ArtificialVision_FinalContest2020

This repository is created for the final contest of Artificial Vision subject at University of Salerno. The aim of this project is to design a DCNN (as regressor or classifier) for age estimation on VggFace2 dataset labeled with ages by MiviaLab.

Group Members

Salvatore Ventre
Vincenzo Russomanno
Giovanni Puzo
Vittorio Fina

Preparation of the dataset to give as input to DCNN

For dealing with Google Colab, we to use a special format to compat data, TFRecord.

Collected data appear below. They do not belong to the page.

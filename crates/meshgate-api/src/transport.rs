// Transport-neutral seams shared by the MQTT adapter and its consumers.
//
// The session only ever sees `Publish` (send side) and `Inbound` (receive
// side), so tests can drive it without a broker.

use std::path::{Path, PathBuf};
use std::time::Duration;

use crate::error::Error;
use crate::wire::{EventEnvelope, OperationEnvelope};

// ── Send side ────────────────────────────────────────────────────────

/// Publishes operation envelopes to the gateway.
///
/// Implementations must not block: the discovery chain publishes its next
/// step from inside the receive loop.
pub trait Publish: Send + Sync {
    fn publish(&self, envelope: &OperationEnvelope) -> Result<(), Error>;
}

// ── Receive side ─────────────────────────────────────────────────────

/// What the receive loop hands to the dispatcher.
#[derive(Debug, Clone, PartialEq)]
pub enum Inbound {
    /// The broker acknowledged our subscription to the events topic.
    Subscribed,
    /// A JSON envelope arrived on the events topic.
    Event(EventEnvelope),
    /// Something arrived on the events topic that is not a JSON envelope.
    Malformed { reason: String },
}

impl Inbound {
    /// Classify a raw events-topic payload.
    pub fn from_payload(payload: &[u8]) -> Self {
        match EventEnvelope::from_slice(payload) {
            Ok(envelope) => Self::Event(envelope),
            Err(e) => Self::Malformed {
                reason: format!("{e} ({} bytes)", payload.len()),
            },
        }
    }
}

// ── ReconnectConfig ──────────────────────────────────────────────────

/// Exponential backoff configuration for broker reconnection.
#[derive(Debug, Clone)]
pub struct ReconnectConfig {
    /// Delay before the first reconnection attempt. Default: 1s.
    pub initial_delay: Duration,

    /// Upper bound on backoff delay. Default: 30s.
    pub max_delay: Duration,

    /// Maximum reconnection attempts before giving up.
    /// `None` means retry forever.
    pub max_retries: Option<u32>,
}

impl Default for ReconnectConfig {
    fn default() -> Self {
        Self {
            initial_delay: Duration::from_secs(1),
            max_delay: Duration::from_secs(30),
            max_retries: None,
        }
    }
}

/// Exponential backoff with jitter.
///
/// `delay = min(initial * 2^attempt, max) + jitter`
///
/// Jitter is +-25% so a fleet of consoles does not reconnect in lockstep.
pub fn calculate_backoff(attempt: u32, config: &ReconnectConfig) -> Duration {
    let exponent = i32::try_from(attempt).unwrap_or(i32::MAX);
    let base = config.initial_delay.as_secs_f64() * 2.0_f64.powi(exponent);
    let capped = base.min(config.max_delay.as_secs_f64());

    // Deterministic "jitter" seeded from the attempt number.
    let jitter_factor = 1.0 + 0.25 * (f64::from(attempt) * 7.3).sin();
    let with_jitter = (capped * jitter_factor).max(0.0);

    Duration::from_secs_f64(with_jitter)
}

// ── TLS credentials ──────────────────────────────────────────────────

/// Locations of the mutual-TLS material nRF Cloud requires.
#[derive(Debug, Clone, PartialEq, Eq)]
pub struct TlsFiles {
    pub ca_cert: PathBuf,
    pub client_cert: PathBuf,
    pub private_key: PathBuf,
}

/// PEM contents of a [`TlsFiles`] set.
#[derive(Clone)]
pub struct TlsMaterial {
    pub ca_cert: Vec<u8>,
    pub client_cert: Vec<u8>,
    pub private_key: Vec<u8>,
}

impl std::fmt::Debug for TlsMaterial {
    fn fmt(&self, f: &mut std::fmt::Formatter<'_>) -> std::fmt::Result {
        f.debug_struct("TlsMaterial")
            .field("ca_cert", &self.ca_cert.len())
            .field("client_cert", &self.client_cert.len())
            .field("private_key", &"<redacted>")
            .finish()
    }
}

impl TlsFiles {
    pub const CA_CERT: &'static str = "caCert.crt";
    pub const CLIENT_CERT: &'static str = "clientCert.crt";
    pub const PRIVATE_KEY: &'static str = "privateKey.key";

    /// The conventional file names inside a credentials directory.
    pub fn in_dir(dir: impl AsRef<Path>) -> Self {
        let dir = dir.as_ref();
        Self {
            ca_cert: dir.join(Self::CA_CERT),
            client_cert: dir.join(Self::CLIENT_CERT),
            private_key: dir.join(Self::PRIVATE_KEY),
        }
    }

    pub async fn load(&self) -> Result<TlsMaterial, Error> {
        Ok(TlsMaterial {
            ca_cert: read_credential(&self.ca_cert).await?,
            client_cert: read_credential(&self.client_cert).await?,
            private_key: read_credential(&self.private_key).await?,
        })
    }
}

async fn read_credential(path: &Path) -> Result<Vec<u8>, Error> {
    tokio::fs::read(path).await.map_err(|source| Error::Credential {
        path: path.display().to_string(),
        source,
    })
}

#[cfg(test)]
#[allow(clippy::unwrap_used)]
mod tests {
    use super::*;

    #[test]
    fn default_reconnect_config() {
        let config = ReconnectConfig::default();
        assert_eq!(config.initial_delay, Duration::from_secs(1));
        assert_eq!(config.max_delay, Duration::from_secs(30));
        assert!(config.max_retries.is_none());
    }

    #[test]
    fn backoff_increases_exponentially() {
        let config = ReconnectConfig::default();

        let d0 = calculate_backoff(0, &config);
        let d1 = calculate_backoff(1, &config);
        let d2 = calculate_backoff(2, &config);

        assert!(d1 > d0, "d1 ({d1:?}) should be greater than d0 ({d0:?})");
        assert!(d2 > d1, "d2 ({d2:?}) should be greater than d1 ({d1:?})");
    }

    #[test]
    fn backoff_caps_at_max_delay() {
        let config = ReconnectConfig {
            initial_delay: Duration::from_secs(1),
            max_delay: Duration::from_secs(10),
            max_retries: None,
        };

        let d10 = calculate_backoff(10, &config);
        assert!(
            d10 <= Duration::from_secs(13),
            "delay at attempt 10 ({d10:?}) should be capped near max_delay"
        );
    }

    #[test]
    fn payload_classification() {
        let ok = Inbound::from_payload(br#"{"type":"event","event":{"type":"node_list","nodes":[]}}"#);
        assert!(matches!(ok, Inbound::Event(ref e) if e.is_event()));

        let bad = Inbound::from_payload(b"\x00\x01 not json");
        assert!(matches!(bad, Inbound::Malformed { .. }));
    }

    #[test]
    fn conventional_credential_names() {
        let files = TlsFiles::in_dir("/etc/meshgate");
        assert_eq!(files.ca_cert, PathBuf::from("/etc/meshgate/caCert.crt"));
        assert_eq!(files.private_key, PathBuf::from("/etc/meshgate/privateKey.key"));
    }

    #[tokio::test]
    async fn load_reads_all_three_files() {
        let dir = tempfile::tempdir().unwrap();
        std::fs::write(dir.path().join(TlsFiles::CA_CERT), b"ca").unwrap();
        std::fs::write(dir.path().join(TlsFiles::CLIENT_CERT), b"cert").unwrap();
        std::fs::write(dir.path().join(TlsFiles::PRIVATE_KEY), b"key").unwrap();

        let material = TlsFiles::in_dir(dir.path()).load().await.unwrap();
        assert_eq!(material.client_cert, b"cert");
        assert!(!format!("{material:?}").contains("key\""));
    }

    #[tokio::test]
    async fn missing_credential_names_the_file() {
        let dir = tempfile::tempdir().unwrap();
        let err = TlsFiles::in_dir(dir.path()).load().await.unwrap_err();
        match err {
            Error::Credential { path, .. } => assert!(path.ends_with("caCert.crt")),
            other => panic!("unexpected error: {other:?}"),
        }
    }
}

In order to create this files, first of all you have to choose the datasets (training, validation and test sets) to be used for training and evaluate the model; our implementation (due to limits imposed by Colab's GPU usage) consists in using a subpart of the original training set of the dataset VggFace2 composed by at most 150 images per identity; afterwards, it's divided in 70% for training, 20% for validation and 10% for test. To choose the subpart from the entire dataset, we divide the age range of each identity of the dataset in 4 groups, randomly taken a fixed number of images for each group; this number is 30, except for the 3rd group in which we take 60 elements in order to respect the original data distribution and to avoid spike of samples of a particular age. If an identity has less than 150 images, it has taken entirely without age grouping for that identity; moreover if, after the age grouping, a group has less than 30 elements (40 for the 3rd group), it is taken entirely and the remaining images to reach the threshold of 150 are randomly chosen from the images of the other groups not already taken.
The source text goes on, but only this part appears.